Так вот, иду по «Клубной части» МГУ, и вдруг Хан спускается ко мне навстречу. Обнялись, приветствуя друг друга, и спрашиваю: «Ты как здесь?». — «На юридическом учусь», отвечает. Удивлен я был чрезмерно, ведь конкурс на юрфак, да еще в МГУ, пожалуй, самый большой был по СССР. Но он — парень толковый, напористый, и поступил.
Итак, в начале 70-х я пропадал в общежитиях МГУ им. Ломоносова, где училось много земляков-грозненцев. Было несколько одношкольников и вообще добрых знакомых, среди которых у нас как бы сам по себе образовался кружок антисоветчиков — по интересам.
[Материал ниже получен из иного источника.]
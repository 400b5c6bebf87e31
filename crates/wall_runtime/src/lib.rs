//! Wall Runtime - the icon wall as a running service
//!
//! [`Wall`] wraps a [`wall_layout::Scene`] with the tasks that keep it alive
//! and exposes the host-facing operations: reconcile, rearrange, background
//! selection, screenshots, pointer input and disposal.
//!
//! # Example
//!
//! ```ignore
//! let wall = Wall::create(WallConfig::load(), Arc::new(FsImageLoader::new(".")))?;
//! wall.set_background("#1e1e1e");
//! wall.reconcile(&items)?;
//! wall.rearrange(Duration::from_millis(800))?;
//! let png = wall.capture_screenshot().await?;
//! wall.dispose();
//! ```

pub mod config;
pub mod error;
pub mod wall;

pub mod prelude {
    //! Types most callers need
    pub use crate::config::WallConfig;
    pub use crate::error::{Result, WallError};
    pub use crate::wall::Wall;
}

pub use prelude::*;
Почти ежевечерне проходили диспуты с обменом информации. Читали вслух запрещенные «Доктор Живаго» Пастернака, «Собачье сердце» Булгакова и т. д. Такие мероприятия не могли пройти мимо внимания КГБ, тем более что в гостях у нас бывали и иностранные студенты. Это все отразилось на моей судьбе и дальнейшей жизни, на протяжении которой КГБ мало того, что установил негласный надзор и слежку за мной (прежде всего из-за нашего отца, Дзияудина Мальсагова), — меня вызывали для беседы о взаимоотношениях с иностранцами, а главное — какого характера встречи я проводил в общежитии МГУ. Спрашивали об этом в КГБ ЧИАССР, а потом все же посадили, сфабриковав дело — и по статье вовсе не политической.
Один приятель из нашей команды был человеком «партейным», но не по духу и убеждениям политическим, а по настоянию и заветам даже не Ильича, — а папиным. Отец нашего товарища был одним из секретарей обкома КПСС, а в прошлом — следователем КГБ, кстати, в свое время допрашивавшим нашего отца. Эту историю я-то знал. А его сын, по моему убеждению, догадывался-то уж точно. Но я всегда корректно обходил этот момент в воспоминаниях о своем отце, рассказать о котором меня просили постоянно (в то время как сын обкомовца в разговорах о собственном — избегал всяческих упоминаний).
Наш отец был известным диссидентом-правозащитником, всю жизнь боролся за возвращение чеченцев на родину из высылки и завосстановление Чеченской республики. Он первым поднял тему сталинского геноцида, обнародовав, в качестве очевидца, данные о массовом сожжении около 750 человек в чеченском селении Хайбах в феврале 1944 года. За борьбу за свободу и права человека отец был осужден. Он провел в заключении с 1958 по 1964 год, включая год заточения в ленинградской спецпсихбольнице КГБ.
В пору летних каникул и студенческих стройотрядов тот «партеец», о котором я говорил, по зову Политбюро ЦК КПСС возглавлял боевой авангард советской молодежи, взвалив на себя звание полной ответственности и ношу борьбы с акулами капитализма, став комиссаром студенческого строительного отряда — ВСО МГУ. Так как именно комиссар был всегда на острие классовой борьбы, отвечал за высоту морального духа и коммунистического самосознания рядовых бойцов, то и партийная касса находилась в его ведении. Вот и вел он активную работу по ее пополнению, разъясняя, а порой агитируя и доказывая малосознательным необходимость неусыпной идеологической борьбы с заклятыми врагами социализма.